Commentary published on October 8, 2024

September 2024 Market Commentary

Summary

  • U.S. Treasury Curve: The rally in Treasury yields continued during September and the intermediate curve continued to steepen.
  • Municipal Market Rates and Technicals: Elevated supply was met with good demand but the broad Bloomberg (BBG) Municipal Bond Index [1] (the Broad Muni Index) underperformed Treasuries, based on the BBG Treasury Bond Index [2] (the Treasury Index.)
  • Corporate Market Technicals: The option-adjusted spread (OAS) for the BBG Corporate Investment Grade (IG) Index [3] (the Corporate Index) tightened to 89 basis points (bps) at the end of September. Total and excess returns were positive.
  • Securitized Trends: BBG data showed mortgage-backed securities (MBS) and asset-backed securities (ABS) delivered substantial monthly, quarterly and year-to-date (YTD) gains on a total return basis.
  • Equity Market Trends: Equity market performance was positive, based on S&P 500 Index [4] data, as growth stocks demonstrated strength relative to value stocks, based on data from FTSE Russell. [5]

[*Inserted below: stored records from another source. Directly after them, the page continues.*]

impl EngineHandle {
    /// Wire up the registries, load persisted subscriptions, and spawn the
    /// stage tasks.
    pub async fn start(
        config: EngineConfig,
        store: Arc<dyn SubscriptionStore>,
        notifier: Arc<dyn Notifier>,
    ) -> Result<Self> {
        let metrics = Arc::new(EngineMetrics::new());
        let quotas = Arc::new(QuotaLedger::new());
        let sources = Arc::new(SourceRegistry::new());
        let blacklist = Arc::new(SenderBlacklist::new());

        let registry = Arc::new(SubscriptionRegistry::new(
            quotas.clone(),
            store,
            sources.clone(),
            blacklist.clone(),
            config.monitor.max_keywords_per_user,
        ));
        let loaded = registry.load_from_store().await?;
        info!(loaded, "subscription registry ready");

        let matcher = Matcher::new(
            registry.clone(),
            metrics.clone(),
            config.pipeline.match_budget(),
            config.pipeline.max_scan_len,
        );
        let dedup = Arc::new(Deduplicator::new(
            config.dedup.window(),
            config.dedup.enabled,
        ));
        let aggregator = Arc::new(Aggregator::new(&config.aggregation));
        let scheduler = Arc::new(DelayScheduler::new(&config.delay));
        let formatter = Formatter::new(
            config.notification.template.clone(),
            config.format,
            config.context.clone(),
            config.pipeline.max_render_len,
            config.pipeline.aggregate_separator.clone(),
        );
        let dispatcher = Arc::new(Dispatcher::new(
            notifier,
            formatter,
            quotas.clone(),
            metrics.clone(),
            config.notification.notifications_per_window,
            config.notification.rate_window(),
            config.notification.max_send_attempts,
            std::time::Duration::from_millis(config.notification.retry_base_ms),
        ));
        let alerts = dispatcher.alert_sender();

        let commands = Arc::new(CommandService::new(
            registry.clone(),
            sources,
            blacklist,
            quotas,
            metrics.clone(),
            config.clone(),
        ));

        let (ingest_tx, ingest_rx) = mpsc::channel(config.pipeline.ingest_buffer);
        let (event_tx, event_rx) = mpsc::channel::<MatchEvent>(config.pipeline.stage_buffer);
        let (delay_tx, delay_rx) =
            mpsc::channel::<NotificationPayload>(config.pipeline.stage_buffer);
        let (send_tx, send_rx) =
            mpsc::channel::<NotificationPayload>(config.pipeline.stage_buffer);

        let cancel = CancellationToken::new();
        let tasks = vec![
            tokio::spawn(match_stage(
                matcher,
                ingest_rx,
                event_tx,
                cancel.child_token(),
            )),
            tokio::spawn(batch_stage(
                dedup,
                aggregator,
                metrics.clone(),
                config.monitor.check_interval(),
                event_rx,
                delay_tx,
            )),
            tokio::spawn(delay_stage(scheduler, metrics.clone(), delay_rx, send_tx)),
            tokio::spawn(dispatch_stage(dispatcher, send_rx)),
        ];

        Ok(Self {
            ingest_tx,
            commands,
            registry,
            metrics,
            alerts,
            cancel,
            tasks,
        })
    }

    /// Offer one message to the pipeline.
    ///
    /// Never blocks: when the ingest buffer is full the message is dropped
    /// and counted, and `false` is returned.
    pub fn on_message(&self, message: IncomingMessage) -> bool {
        match self.ingest_tx.try_send(message) {
            Ok(()) => {
                self.metrics.ingested.increment();
                true
            }
            Err(mpsc::error::TrySendError::Full(_)) => {
                self.metrics.dropped_backpressure.increment();
                warn!("ingest buffer full, dropping message");
                false
            }
            Err(mpsc::error::TrySendError::Closed(_)) => {
                warn!("pipeline is shut down, dropping message");
                false
            }
        }
    }

    /// Command surface backed by this engine's registries.
    pub fn commands(&self) -> Arc<CommandService> {
        self.commands.clone()
    }

    /// The subscription registry, for embedding setups that bypass the
    /// command surface.
    pub fn registry(&self) -> Arc<SubscriptionRegistry> {
        self.registry.clone()
    }

    /// Point-in-time counters.
    pub fn metrics(&self) -> MetricsSnapshot {
        self.metrics.snapshot()
    }

    /// Subscribe to operator alerts from the dispatcher.
    pub fn alerts(&self) -> broadcast::Receiver<OperatorAlert> {
        self.alerts.subscribe()
    }

    /// Stop the pipeline, flushing buffered matches and queued delays
    /// through the dispatcher first.
    pub async fn shutdown(self) {
        info!("engine shutting down");
        self.cancel.cancel();
        drop(self.ingest_tx);
        for task in self.tasks {
            let _ = task.await;
        }
        info!("engine stopped");
    }
}

/// Stage 1: evaluate messages against the registry.
async fn match_stage(
    matcher: Matcher,
    mut rx: mpsc::Receiver<IncomingMessage>,
    tx: mpsc::Sender<MatchEvent>,
    cancel: CancellationToken,
) {
    loop {
        let message = tokio::select! {
            biased;
            _ = cancel.cancelled() => break,
            maybe = rx.recv() => match maybe {
                Some(message) => message,
                None => break,
            },
        };
        let message = Arc::new(message);
        for event in matcher.evaluate(&message) {
            if tx.send(event).await.is_err() {
                return;
            }
        }
    }
    debug!("match stage stopped");
}

/// Stage 2: dedup, then batch into aggregation buckets. The ticker flushes
/// expired buckets so latency stays bounded when traffic goes quiet.
///
/// Exits when the match stage closes its channel; open buckets are flushed
/// downstream first so shutdown loses nothing.
async fn batch_stage(
    dedup: Arc<Deduplicator>,
    aggregator: Arc<Aggregator>,
    metrics: Arc<EngineMetrics>,
    check_interval: std::time::Duration,
    mut rx: mpsc::Receiver<MatchEvent>,
    tx: mpsc::Sender<NotificationPayload>,
) {
    let mut ticker = tokio::time::interval(check_interval);
    ticker.set_missed_tick_behavior(tokio::time::MissedTickBehavior::Skip);
    let mut sweep = tokio::time::interval(DEDUP_SWEEP_INTERVAL);
    sweep.set_missed_tick_behavior(tokio::time::MissedTickBehavior::Skip);

    loop {
        tokio::select! {
            maybe = rx.recv() => {
                let Some(event) = maybe else { break };
                if !dedup.should_accept(&event) {
                    metrics.deduplicated.increment();
                    continue;
                }
                if let Some(payload) = aggregator.push(event) {
                    if payload.events.len() > 1 {
                        metrics.aggregated_flushes.increment();
                    }
                    if tx.send(payload).await.is_err() {
                        return;
                    }
                }
            }
            _ = ticker.tick() => {
                for payload in aggregator.flush_expired() {
                    metrics.aggregated_flushes.increment();
                    if tx.send(payload).await.is_err() {
                        return;
                    }
                }
            }
            _ = sweep.tick() => dedup.sweep(),
        }
    }

    for payload in aggregator.flush_all() {
        let _ = tx.send(payload).await;
    }
    debug!("batch stage stopped");
}

/// Stage 3: hold payloads until their ready time.
///
/// On shutdown (upstream channel closed) queued delays are released
/// early, best-effort.
async fn delay_stage(
    scheduler: Arc<DelayScheduler>,
    metrics: Arc<EngineMetrics>,
    mut rx: mpsc::Receiver<NotificationPayload>,
    tx: mpsc::Sender<NotificationPayload>,
) {
    loop {
        let deadline = scheduler.next_deadline();
        tokio::select! {
            maybe = rx.recv() => {
                let Some(payload) = maybe else { break };
                match scheduler.schedule(payload) {
                    Scheduled::Immediate(payload) => {
                        if tx.send(payload).await.is_err() {
                            return;
                        }
                    }
                    Scheduled::Queued => metrics.delayed.increment(),
                }
            }
            _ = sleep_until_or_forever(deadline) => {
                for payload in scheduler.pop_due() {
                    if tx.send(payload).await.is_err() {
                        return;
                    }
                }
            }
        }
    }

    for payload in scheduler.drain() {
        let _ = tx.send(payload).await;
    }
    debug!("delay stage stopped");
}

/// Stage 4: render and deliver. Runs until every upstream stage has
/// finished flushing, so it takes no cancel token of its own.
async fn dispatch_stage(dispatcher: Arc<Dispatcher>, mut rx: mpsc::Receiver<NotificationPayload>) {
    while let Some(payload) = rx.recv().await {
        // Already counted and logged by the dispatcher; the stage only
        // needs to keep draining.
        if let Err(e) = dispatcher.dispatch(payload).await {
            debug!(error = %e, "notification not delivered");
        }
    }
    debug!("dispatch stage stopped");
}

async fn sleep_until_or_forever(deadline: Option<tokio::time::Instant>) {
    match deadline {
        Some(deadline) => tokio::time::sleep_until(deadline).await,
        None => std::future::pending().await,
    }
}

#[cfg(test)]
mod tests {
    use super::*;
    use crate::commands::Command;
    use crate::filter::SubscriptionFilters;
    use crate::sender::testing::RecordingNotifier;
    use crate::storage::MemoryStore;
    use crate::subscription::SubscriptionKind;
    use std::time::Duration;

    async fn engine_with(
        config: EngineConfig,
    ) -> (EngineHandle, Arc<RecordingNotifier>) {
        let notifier = Arc::new(RecordingNotifier::new());
        let handle = EngineHandle::start(config, Arc::new(MemoryStore::new()), notifier.clone())
            .await
            .unwrap();
        (handle, notifier)
    }

    async fn subscribe(handle: &EngineHandle, owner_id: i64, pattern: &str) {
        handle
            .commands()
            .execute(Command::Subscribe {
                owner_id,
                pattern: pattern.to_string(),
                kind: SubscriptionKind::Literal,
                filters: SubscriptionFilters::default(),
            })
            .await
            .unwrap();
    }

    async fn settle() {
        // Paused clock: sleeping lets every stage task run and advance.
        tokio::time::sleep(Duration::from_secs(2)).await;
    }

    #[tokio::test(start_paused = true)]
    async fn test_end_to_end_match_and_send() {
        let (handle, notifier) = engine_with(EngineConfig::default()).await;
        subscribe(&handle, 1, "foo").await;

        assert!(handle.on_message(IncomingMessage::text(10, 1, "some FOO here")));
        settle().await;

        assert_eq!(notifier.sent_count(), 1);
        let (owner, text) = notifier.sent.lock()[0].clone();
        assert_eq!(owner, 1);
        assert!(text.contains("foo"));

        let snapshot = handle.metrics();
        assert_eq!(snapshot.ingested, 1);
        assert_eq!(snapshot.matched, 1);
        assert_eq!(snapshot.sent, 1);
        handle.shutdown().await;
    }

    #[tokio::test(start_paused = true)]
    async fn test_duplicate_text_sends_once_within_window() {
        let (handle, notifier) = engine_with(EngineConfig::default()).await;
        subscribe(&handle, 1, "foo").await;

        handle.on_message(IncomingMessage::text(10, 1, "foo bar"));
        settle().await;
        handle.on_message(IncomingMessage::text(10, 2, "  FOO   bar "));
        settle().await;

        assert_eq!(notifier.sent_count(), 1);
        assert_eq!(handle.metrics().deduplicated, 1);
        handle.shutdown().await;
    }

    #[tokio::test(start_paused = true)]
    async fn test_shutdown_flushes_open_aggregation_bucket() {
        let (handle, notifier) = engine_with(EngineConfig::default()).await;
        subscribe(&handle, 1, "foo").await;
        handle
            .registry()
            .set_aggregation(1, "foo", true, None)
            .await
            .unwrap();

        handle.on_message(IncomingMessage::text(10, 1, "foo one"));
        handle.on_message(IncomingMessage::text(10, 2, "foo two"));
        settle().await;
        // Bucket is still open: threshold is 5 and the deadline is 300s out.
        assert_eq!(notifier.sent_count(), 0);

        handle.shutdown().await;
        assert_eq!(notifier.sent_count(), 1);
        let (_, text) = notifier.sent.lock()[0].clone();
        assert!(text.contains("2 aggregated matches"));
    }

    #[tokio::test(start_paused = true)]
    async fn test_delayed_notification_released_on_time() {
        let (handle, notifier) = engine_with(EngineConfig::default()).await;
        subscribe(&handle, 1, "foo").await;
        handle.registry().set_delay_all(1, 30).await.unwrap();

        handle.on_message(IncomingMessage::text(10, 1, "foo"));
        settle().await;
        assert_eq!(notifier.sent_count(), 0);
        assert_eq!(handle.metrics().delayed, 1);

        tokio::time::sleep(Duration::from_secs(31)).await;
        assert_eq!(notifier.sent_count(), 1);
        handle.shutdown().await;
    }

    #[tokio::test(start_paused = true)]
    async fn test_unmatched_message_sends_nothing() {
        let (handle, notifier) = engine_with(EngineConfig::default()).await;
        subscribe(&handle, 1, "foo").await;

        handle.on_message(IncomingMessage::text(10, 1, "nothing relevant"));
        settle().await;

        assert_eq!(notifier.sent_count(), 0);
        assert_eq!(handle.metrics().matched, 0);
        handle.shutdown().await;
    }
}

(The following commentary is a summary of discussions among members of the Breckinridge Capital Advisors Investment Committee as they reviewed monthly activity in the markets and investment returns. The members of the Investment Committee, under the leadership of Co-Chief Investment Officers Matthew Buscone and Jeffrey Glenn, CFA, are Co-Heads of Research, Nicholas Elfner and Adam Stern, J.D., M.P.A.; and Portfolio Manager and Director, Corporate Research, Josh Perez, CFA.)

Market Review

After more than a year on-hold, the Federal Reserve (Fed) cut interest rates by 50bps in mid-September, a mild surprise to economists who had been predicting 25bps.

Fed Chair Powell explained the 50bps cut in three ways: 1) Concern about not only the unemployment rate but also the recent slow pace of job growth, 2) Five months of inflation readings without any single readings as high as the increases in Q1 2024, and 3) That a cut would have occurred in July if the Fed had the benefit of knowing July employment data, which was released two days after that month’s Federal Open Market Committee (FOMC) meeting.

The Fed projects cuts of 50bps by the end of the year. Chair Powell suggested the Fed could cut rates faster if economic data worsen in the months ahead. Based on its September Summary of Economic Projections (SEP), the Fed estimates real gross domestic product (GDP) growth will be 2 percent in 2024, 2025 and 2026. Inflation is expected to end 2024 at 2.6 percent and fall to 2.2 and 2.0 percent in 2025 and 2026, respectively, based on the September SEP updates.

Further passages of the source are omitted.